Menu

The Document is the Database

July 9, 2003

Jon Udell

When you need to store and display a modest amount of structured or semistructured data, it's tempting to store it directly in an HTML file. I've used this strategy many times; undoubtedly you have too. The advantages and disadvantages of working directly with a presentation format are pretty clear. It's handy that the "database" is a self-contained package that can be updated using any text editor, emailed, read directly from a file system, or served by any web server. But it's awkward to share the work of updating with other people or to isolate and edit parts of the file as it grows. When we convert to a database-backed web application in order to solve these problems, we trade away the convenience of the file-oriented approach. Can we have our cake and eat it too? This month's column explores the idea that a complete web application can be wrapped around an XHTML document, using XSLT for search, insert, and update functions.

I've been developing the idea in the context of the Zope application server, so the first order of business was to come up with an XSLT wrapper for Zope. Since Zope is written in Python, my first inclination was to use a Python binding to an XSLT library.
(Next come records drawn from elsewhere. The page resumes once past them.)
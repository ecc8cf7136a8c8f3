//! JSON snapshot persistence
//!
//! A snapshot is the whole link table as `{"version": 1, "links": [...]}`.
//! Each write goes to its own uniquely named temp file in the target's
//! directory, which is then renamed over the target. A crash mid-write leaves
//! the previous snapshot intact, and concurrent writers never share a file.

use reslink_types::{Link, StorageError};
use serde::{Deserialize, Serialize};
use std::fs;
use std::io::Write;
use std::path::Path;
use tempfile::NamedTempFile;

/// Snapshot format version understood by this crate
pub const SNAPSHOT_VERSION: u32 = 1;

/// Serialized form of a link store
#[derive(Debug, Clone, Serialize, Deserialize)]
pub struct Snapshot {
    version: u32,
    links: Vec<Link>,
}

impl Snapshot {
    /// Snapshot of the given links at the current version
    #[must_use]
    pub fn new(links: Vec<Link>) -> Self {
        Self {
            version: SNAPSHOT_VERSION,
            links,
        }
    }

    /// Format version
    #[inline]
    #[must_use]
    pub fn version(&self) -> u32 {
        self.version
    }

    /// Number of links
    #[inline]
    #[must_use]
    pub fn len(&self) -> usize {
        self.links.len()
    }

    /// True if no links
    #[inline]
    #[must_use]
    pub fn is_empty(&self) -> bool {
        self.links.is_empty()
    }

    /// Consume into links
    #[inline]
    #[must_use]
    pub fn into_links(self) -> Vec<Link> {
        self.links
    }

    /// Parse and version-check a snapshot
    ///
    /// # Errors
    /// [`StorageError::Serialization`] on malformed JSON,
    /// [`StorageError::Corrupted`] on an unsupported version.
    pub fn from_json(bytes: &[u8]) -> Result<Self, StorageError> {
        let snapshot: Self = serde_json::from_slice(bytes)?;
        if snapshot.version != SNAPSHOT_VERSION {
            return Err(StorageError::Corrupted(format!(
                "unsupported snapshot version {} (expected {SNAPSHOT_VERSION})",
                snapshot.version
            )));
        }
        Ok(snapshot)
    }

    /// Read a snapshot file
    ///
    /// # Errors
    /// [`StorageError::Io`] if the file cannot be read, otherwise as [`Snapshot::from_json`].
    pub fn read(path: &Path) -> Result<Self, StorageError> {
        let bytes = fs::read(path).map_err(|e| StorageError::io(path, e))?;
        Self::from_json(&bytes)
    }

    /// Write the snapshot, replacing `path` atomically
    ///
    /// # Errors
    /// [`StorageError`] if encoding, writing or renaming fails.
    pub fn write(&self, path: &Path) -> Result<(), StorageError> {
        let bytes = serde_json::to_vec_pretty(self)?;
        let dir = match path.parent() {
            Some(parent) if !parent.as_os_str().is_empty() => parent,
            _ => Path::new("."),
        };

        let mut tmp = NamedTempFile::new_in(dir).map_err(|e| StorageError::io(dir, e))?;
        tmp.write_all(&bytes)
            .and_then(|()| tmp.as_file().sync_all())
            .map_err(|e| StorageError::io(tmp.path(), e))?;
        tmp.persist(path).map_err(|e| StorageError::io(path, e.error))?;
        Ok(())
    }
}
//! Link store interface
//!
//! Provides the [`LinkStore`] trait implemented by every storage backend and
//! the [`WriteBatch`] unit of atomic mutation.
//!
//! # Contract
//! - `(from.kind, from.id, name)` and `(to.kind, to.id, name)` lookups are
//!   direct indexed reads; backends must not fall back to full scans.
//! - [`LinkStore::commit`] applies a whole batch or nothing. Readers observe
//!   either the state before the batch or the state after it.

use crate::locks::KeyLock;
use chrono::{DateTime, Utc};
use reslink_types::{EntityRef, Link, LinkId, LinkKey, LinkResult, NewLink, ValidationError};
use std::time::Duration;

/// Durable, indexed storage of [`Link`] records
pub trait LinkStore: Send + Sync {
    /// Store a new link
    ///
    /// # Errors
    /// - `LinkError::Validation` if `from`, `to` or `name` is missing
    /// - `LinkError::Storage` on persistence failure
    fn insert(&self, link: NewLink) -> LinkResult<LinkId> {
        let mut batch = WriteBatch::new();
        let id = batch.insert(link)?;
        self.commit(batch)?;
        Ok(id)
    }

    /// Remove every link with exactly this source and name
    ///
    /// Returns the number removed; zero matches is not an error.
    ///
    /// # Errors
    /// `LinkError::Storage` on persistence failure
    fn delete_by_from_and_name(&self, from: &EntityRef, name: &str) -> LinkResult<usize> {
        let mut batch = WriteBatch::new();
        batch.delete_by_from_and_name(LinkKey::new(from, name));
        Ok(self.commit(batch)?.deleted)
    }

    /// Links with exactly this source and name, in insertion order
    ///
    /// # Errors
    /// `LinkError::Storage` on persistence failure
    fn find_by_from_and_name(&self, from: &EntityRef, name: &str) -> LinkResult<Vec<Link>>;

    /// Links with exactly this destination and name, in insertion order
    ///
    /// # Errors
    /// `LinkError::Storage` on persistence failure
    fn find_by_to_and_name(&self, to: &EntityRef, name: &str) -> LinkResult<Vec<Link>>;

    /// Every link originating from `from`, whatever its name
    ///
    /// # Errors
    /// `LinkError::Storage` on persistence failure
    fn links_from(&self, from: &EntityRef) -> LinkResult<Vec<Link>>;

    /// Every link pointing at `to`, whatever its name
    ///
    /// # Errors
    /// `LinkError::Storage` on persistence failure
    fn links_to(&self, to: &EntityRef) -> LinkResult<Vec<Link>>;

    /// Acquire the transaction lock for a source-side key
    ///
    /// # Errors
    /// `LinkError::TransactionAborted` if the key stays held past `timeout`
    fn lock_key(&self, key: &LinkKey, timeout: Duration) -> LinkResult<KeyLock>;

    /// Apply a batch atomically, in operation order
    ///
    /// # Errors
    /// `LinkError::Storage` if the batch cannot be applied; nothing is applied then
    fn commit(&self, batch: WriteBatch) -> LinkResult<CommitReport>;

    /// Total number of stored links
    fn len(&self) -> usize;

    /// True if the store holds no links
    fn is_empty(&self) -> bool {
        self.len() == 0
    }
}

/// One staged mutation
#[derive(Debug, Clone, PartialEq)]
pub enum BatchOp {
    /// Remove all links under a source-side key
    DeleteByFromAndName(LinkKey),
    /// Store a validated, stamped link
    Insert(Link),
}

/// Ordered set of staged mutations, applied atomically by [`LinkStore::commit`]
///
/// Inserts are validated while staging, so an invalid link never reaches the
/// store. Dropping a batch without committing discards it.
#[derive(Debug, Clone)]
pub struct WriteBatch {
    ops: Vec<BatchOp>,
    created_at: DateTime<Utc>,
}

impl WriteBatch {
    /// Empty batch; every link it inserts shares one creation timestamp
    #[must_use]
    pub fn new() -> Self {
        Self {
            ops: Vec::new(),
            created_at: Utc::now(),
        }
    }

    /// Stage deletion of every link under `key`
    pub fn delete_by_from_and_name(&mut self, key: LinkKey) -> &mut Self {
        self.ops.push(BatchOp::DeleteByFromAndName(key));
        self
    }

    /// Validate, stamp and stage a link
    ///
    /// # Errors
    /// Returns the [`ValidationError`] of the link; the batch is left unchanged.
    pub fn insert(&mut self, link: NewLink) -> Result<LinkId, ValidationError> {
        let id = LinkId::new();
        let link = link.into_link(id, self.created_at)?;
        self.ops.push(BatchOp::Insert(link));
        Ok(id)
    }

    #[cfg(test)]
    pub(crate) fn push(&mut self, op: BatchOp) {
        self.ops.push(op);
    }

    /// Staged operations in application order
    #[inline]
    #[must_use]
    pub fn ops(&self) -> &[BatchOp] {
        &self.ops
    }

    /// Consume into operations
    #[inline]
    #[must_use]
    pub fn into_ops(self) -> Vec<BatchOp> {
        self.ops
    }

    /// Number of staged inserts
    #[must_use]
    pub fn insert_count(&self) -> usize {
        self.ops
            .iter()
            .filter(|op| matches!(op, BatchOp::Insert(_)))
            .count()
    }

    /// Number of staged operations
    #[inline]
    #[must_use]
    pub fn len(&self) -> usize {
        self.ops.len()
    }

    /// True if nothing is staged
    #[inline]
    #[must_use]
    pub fn is_empty(&self) -> bool {
        self.ops.is_empty()
    }
}

impl Default for WriteBatch {
    fn default() -> Self {
        Self::new()
    }
}

/// Result of a committed batch
#[derive(Debug, Clone, Default, PartialEq, Eq)]
pub struct CommitReport {
    /// Links removed by delete operations
    pub deleted: usize,
    /// Ids of inserted links, in batch order
    pub inserted: Vec<LinkId>,
}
But which one? libxslt is a popular choice, but on one particular FreeBSD system -- where I lack the root privileges needed to install libxslt -- I use Sablotron instead. On Windows, meanwhile, MSXML is the incumbent. So I settled on the more basic strategy of wrapping a command-line XSLT processor -- such as libxslt's xsltproc, Sablotron's sabcmd, or MSXML's msxsl.exe -- in a Zope method. Because this method calls OS functions to create and remove temporary files, it has to be deployed in Zope as an External Method rather than a Python Script. To do that, I put the code in a file called xslt.py, put the file in Zope's Extensions directory, added an External Method called 'xslt' to a folder, and used 'xslt' as both its module name and function name.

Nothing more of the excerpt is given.